Österreichs stark geteilter Arbeitsmarkt

Frauen verdienen in Österreich weiterhin weniger als Männer. Ein Grund ist die starke Teilung des heimischen Arbeitsmarktes in weiblich und männlich dominierte Branchen. Dass Frauen eher in sozialen Berufen vertreten sind, während Männer Karriere in der Technik machen, ist keineswegs ein Naturgesetz, sondern hat hierzulande viel mit fehlender Vereinbarkeit von Familie und Job und konservativen Rollenbildern zu tun.

Wenn es um die Karriere mit Lehre geht, bevorzugen Mädchen in Österreich nach wie vor die Ausbildung zur Bürokauffrau und zur Friseurin.

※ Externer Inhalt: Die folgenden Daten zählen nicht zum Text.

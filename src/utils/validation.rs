use crate::domain::model::{FormField, GuestCount, ReservationDraft, TimeSlot};
use crate::utils::error::{BookingError, Result};
use chrono::NaiveDate;
use url::Url;

pub trait Validate {
    fn validate(&self) -> Result<()>;
}

pub fn validate_url(field_name: &str, url_str: &str) -> Result<()> {
    if url_str.is_empty() {
        return Err(BookingError::InvalidConfigValueError {
            field: field_name.to_string(),
            value: url_str.to_string(),
            reason: "URL cannot be empty".to_string(),
        });
    }

    match Url::parse(url_str) {
        Ok(url) => match url.scheme() {
            "http" | "https" => Ok(()),
            scheme => Err(BookingError::InvalidConfigValueError {
                field: field_name.to_string(),
                value: url_str.to_string(),
                reason: format!("Unsupported URL scheme: {}", scheme),
            }),
        },
        Err(e) => Err(BookingError::InvalidConfigValueError {
            field: field_name.to_string(),
            value: url_str.to_string(),
            reason: format!("Invalid URL format: {}", e),
        }),
    }
}

pub fn validate_non_empty_string(field_name: &str, value: &str) -> Result<()> {
    if value.trim().is_empty() {
        return Err(BookingError::InvalidConfigValueError {
            field: field_name.to_string(),
            value: value.to_string(),
            reason: "Value cannot be empty or whitespace-only".to_string(),
        });
    }
    Ok(())
}

pub fn validate_range<T: PartialOrd + std::fmt::Display + Copy>(
    field_name: &str,
    value: T,
    min: T,
    max: T,
) -> Result<()> {
    if value < min || value > max {
        return Err(BookingError::InvalidConfigValueError {
            field: field_name.to_string(),
            value: value.to_string(),
            reason: format!("Value must be between {} and {}", min, max),
        });
    }
    Ok(())
}

/// HTTP 標頭名稱只能是 token 字元
pub fn validate_header_name(field_name: &str, value: &str) -> Result<()> {
    let valid = !value.is_empty()
        && value
            .bytes()
            .all(|b| b.is_ascii_alphanumeric() || b"!#$%&'*+-.^_`|~".contains(&b));
    if !valid {
        return Err(BookingError::InvalidConfigValueError {
            field: field_name.to_string(),
            value: value.to_string(),
            reason: "Not a valid HTTP header name".to_string(),
        });
    }
    Ok(())
}

/// 畫面層在送出前呼叫：必填欄位與選項檢查。控制器本身不會呼叫這裡。
pub fn validate_draft_fields(draft: &ReservationDraft) -> Result<()> {
    if let Some(field) = draft.missing_fields().first() {
        return Err(BookingError::FieldValidationError {
            field: field.to_string(),
            reason: "required".to_string(),
        });
    }

    let field_error = |field: FormField, reason: String| BookingError::FieldValidationError {
        field: field.to_string(),
        reason,
    };

    draft
        .guest_count
        .parse::<GuestCount>()
        .map_err(|e| field_error(FormField::Guests, e))?;
    draft
        .time
        .parse::<TimeSlot>()
        .map_err(|e| field_error(FormField::Time, e))?;
    NaiveDate::parse_from_str(&draft.date, "%Y-%m-%d").map_err(|e| {
        field_error(FormField::Date, format!("expected YYYY-MM-DD: {}", e))
    })?;

    Ok(())
}
use crate::core::{FormField, ReservationDraft};

/// 表單狀態管理，只接受使用者輸入，不做任何驗證
#[derive(Debug, Clone, Default)]
pub struct FormState {
    draft: ReservationDraft,
}

impl FormState {
    pub fn new() -> Self {
        Self::default()
    }

    pub fn draft(&self) -> &ReservationDraft {
        &self.draft
    }

    /// 只替換指定欄位，其他欄位保持不變
    pub fn set_field(&mut self, field: FormField, value: impl Into<String>) -> &ReservationDraft {
        let value = value.into();
        tracing::trace!("Form field '{}' changed ({} chars)", field, value.chars().count());
        *self.draft.slot_mut(field) = value;
        &self.draft
    }

    pub fn reset(&mut self) -> &ReservationDraft {
        self.draft = ReservationDraft::default();
        &self.draft
    }

    /// 送出時帶走的快照，之後的編輯不會影響進行中的請求
    pub fn snapshot(&self) -> ReservationDraft {
        self.draft.clone()
    }
}
use crate::domain::model::ReservationDraft;
use async_trait::async_trait;
use serde::{Deserialize, Serialize};
use std::sync::Arc;
use std::time::Duration;

/// 一次送出的三種結果
#[derive(Debug, Clone, PartialEq, Eq)]
pub enum SubmitOutcome {
    /// 端點回傳 2xx
    Accepted,
    /// 端點有回應但不是成功狀態碼
    Rejected { status: u16 },
    /// 請求沒有完成（DNS、逾時、連線被拒…）
    TransportFailed { reason: String },
}

#[async_trait]
pub trait BookingGateway: Send + Sync {
    async fn submit(&self, payload: &ReservationDraft) -> SubmitOutcome;
}

#[async_trait]
impl<T: BookingGateway + ?Sized> BookingGateway for Arc<T> {
    async fn submit(&self, payload: &ReservationDraft) -> SubmitOutcome {
        (**self).submit(payload).await
    }
}

/// 各結果對應的使用者訊息
#[derive(Debug, Clone, PartialEq, Eq, Serialize, Deserialize)]
#[serde(default)]
pub struct StatusMessages {
    pub success: String,
    pub rejected: String,
    pub transport_failure: String,
}

impl Default for StatusMessages {
    fn default() -> Self {
        Self {
            success: "Rezervasyonunuz başarıyla alındı! En kısa sürede sizinle iletişime geçeceğiz."
                .to_string(),
            rejected: "Bir hata oluştu. Lütfen daha sonra tekrar deneyiniz.".to_string(),
            transport_failure: "Bağlantı hatası. Lütfen telefon numaranızdan bizi arayınız."
                .to_string(),
        }
    }
}

pub trait ConfigProvider: Send + Sync {
    fn endpoint(&self) -> &str;
    fn timeout(&self) -> Option<Duration>;
    fn retry_attempts(&self) -> u32;
    fn retry_delay(&self) -> Duration;
    fn idempotency_header(&self) -> Option<&str>;
    fn messages(&self) -> StatusMessages;
}
use crate::charts::{build_dashboard, ChartInput, DashboardCharts, DashboardTab};
use crate::data::aggregate::aggregate;
use crate::data::filter::{apply, FilterSelection};
use crate::data::model::{MoodMetric, TrackDataset};
use crate::style::ChartStyle;

// ---------------------------------------------------------------------------
// Application state
// ---------------------------------------------------------------------------

/// The full UI state, independent of rendering.
pub struct AppState {
    /// Loaded dataset, read-only until replaced by File → Open.
    pub dataset: TrackDataset,

    /// Sidebar inputs.
    pub selection: FilterSelection,

    /// Chart specs for the current selection (cached between changes).
    pub charts: DashboardCharts,

    /// Number of tracks passing the genre filter.
    pub visible_count: usize,

    pub active_tab: DashboardTab,

    /// Status / error message shown in the UI.
    pub status_message: Option<String>,

    style: &'static ChartStyle,
}

impl AppState {
    pub fn new(dataset: TrackDataset, style: &'static ChartStyle) -> Self {
        let selection = FilterSelection::default();
        let (charts, visible_count) = compute(&dataset, &selection, style);
        Self {
            dataset,
            selection,
            charts,
            visible_count,
            active_tab: DashboardTab::default(),
            status_message: None,
            style,
        }
    }

    /// Replace the dataset; the genre selection starts over.
    pub fn set_dataset(&mut self, dataset: TrackDataset) {
        self.dataset = dataset;
        self.selection.clear_genres();
        self.status_message = None;
        self.recompute();
    }

    /// Filter → aggregate → rebuild all five charts.
    pub fn recompute(&mut self) {
        let (charts, visible_count) = compute(&self.dataset, &self.selection, self.style);
        log::debug!(
            "Recomputed charts: {visible_count} of {} tracks, genres {:?}, metric {}",
            self.dataset.len(),
            self.selection.selected_genres,
            self.selection.mood_metric
        );
        self.charts = charts;
        self.visible_count = visible_count;
    }

    pub fn toggle_genre(&mut self, genre: &str) {
        self.selection.toggle_genre(genre);
        self.recompute();
    }

    pub fn clear_genres(&mut self) {
        if !self.selection.selected_genres.is_empty() {
            self.selection.clear_genres();
            self.recompute();
        }
    }

    pub fn set_mood_metric(&mut self, metric: MoodMetric) {
        if self.selection.mood_metric != metric {
            self.selection.set_mood_metric(metric);
            self.recompute();
        }
    }
}

fn compute(
    dataset: &TrackDataset,
    selection: &FilterSelection,
    style: &ChartStyle,
) -> (DashboardCharts, usize) {
    let view = apply(dataset, &selection.selected_genres);
    let table = aggregate(&view);
    let input = ChartInput {
        view: &view,
        aggregate: &table,
        mood_metric: selection.mood_metric,
    };
    (build_dashboard(&input, style), view.len())
}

Bei den Burschen stehen Metall- und Elektrotechnik und der Beruf des Kfz-Mechanikers unverändert hoch im Kurs. Das zeigt eine Statistik des Arbeitsmarktservice (AMS) für das Jahr 2018, die auch aus einem früheren Jahrzehnt stammen könnte.

Auch in gewissen Branchen hat sich in den vergangenen Jahren wenig am Frauen- beziehungsweise Männerüberhang geändert. Jobs im Betreuungs- und Pflegebereich sind hierzulande weiter fest in Frauenhand. Am anderen Ende des Spektrums steht die Baubranche mit ihrem verschwindend geringen Frauenanteil.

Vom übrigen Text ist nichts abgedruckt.